Report each line of the entries that contains the word "impl", copied in full.

[Stored data entries]

========================================================================

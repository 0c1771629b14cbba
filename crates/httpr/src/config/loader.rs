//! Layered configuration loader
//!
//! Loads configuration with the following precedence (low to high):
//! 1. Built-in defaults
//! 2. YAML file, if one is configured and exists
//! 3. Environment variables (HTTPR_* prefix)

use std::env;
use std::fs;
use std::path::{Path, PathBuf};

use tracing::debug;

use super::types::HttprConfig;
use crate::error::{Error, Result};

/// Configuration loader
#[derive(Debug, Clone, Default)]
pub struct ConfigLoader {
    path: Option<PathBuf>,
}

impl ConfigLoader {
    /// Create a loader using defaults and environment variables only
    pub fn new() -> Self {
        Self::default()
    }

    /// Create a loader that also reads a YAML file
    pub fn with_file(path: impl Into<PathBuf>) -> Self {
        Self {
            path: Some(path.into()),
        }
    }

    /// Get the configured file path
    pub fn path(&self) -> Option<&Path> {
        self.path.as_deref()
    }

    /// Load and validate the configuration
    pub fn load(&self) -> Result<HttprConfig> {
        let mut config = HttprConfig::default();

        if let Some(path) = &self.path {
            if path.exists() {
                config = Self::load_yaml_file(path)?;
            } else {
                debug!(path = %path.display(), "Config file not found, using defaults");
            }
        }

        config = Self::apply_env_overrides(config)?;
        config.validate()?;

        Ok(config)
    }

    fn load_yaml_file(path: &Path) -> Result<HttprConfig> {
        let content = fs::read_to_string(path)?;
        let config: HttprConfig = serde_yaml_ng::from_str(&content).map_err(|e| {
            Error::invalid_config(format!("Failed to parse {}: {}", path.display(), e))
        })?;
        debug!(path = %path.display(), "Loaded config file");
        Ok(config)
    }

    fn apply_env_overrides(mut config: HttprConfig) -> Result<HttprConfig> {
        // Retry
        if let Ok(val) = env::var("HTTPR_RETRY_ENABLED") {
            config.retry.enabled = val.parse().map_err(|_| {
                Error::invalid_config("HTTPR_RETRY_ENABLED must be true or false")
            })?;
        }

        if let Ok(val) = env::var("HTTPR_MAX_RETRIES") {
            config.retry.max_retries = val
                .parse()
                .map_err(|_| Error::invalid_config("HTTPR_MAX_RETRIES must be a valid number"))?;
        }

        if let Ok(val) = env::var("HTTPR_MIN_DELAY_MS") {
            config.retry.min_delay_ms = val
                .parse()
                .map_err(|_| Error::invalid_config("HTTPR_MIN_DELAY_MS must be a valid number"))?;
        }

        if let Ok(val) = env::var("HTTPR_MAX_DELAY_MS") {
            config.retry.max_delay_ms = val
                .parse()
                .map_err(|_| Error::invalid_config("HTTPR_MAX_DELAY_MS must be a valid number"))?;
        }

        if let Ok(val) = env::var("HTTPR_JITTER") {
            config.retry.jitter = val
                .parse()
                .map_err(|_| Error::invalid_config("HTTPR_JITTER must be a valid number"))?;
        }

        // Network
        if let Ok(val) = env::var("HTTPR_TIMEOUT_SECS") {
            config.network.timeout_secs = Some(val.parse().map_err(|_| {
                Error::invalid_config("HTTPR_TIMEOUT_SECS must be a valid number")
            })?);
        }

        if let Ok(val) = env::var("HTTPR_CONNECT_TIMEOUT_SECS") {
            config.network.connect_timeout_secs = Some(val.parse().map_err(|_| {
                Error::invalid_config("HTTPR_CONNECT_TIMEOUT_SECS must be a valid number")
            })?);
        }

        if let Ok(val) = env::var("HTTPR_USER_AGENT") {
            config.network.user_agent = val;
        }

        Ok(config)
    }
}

========================================================================

Completed exercise
impl ConfigLoader {
    pub fn with_file(path: impl Into<PathBuf>) -> Self {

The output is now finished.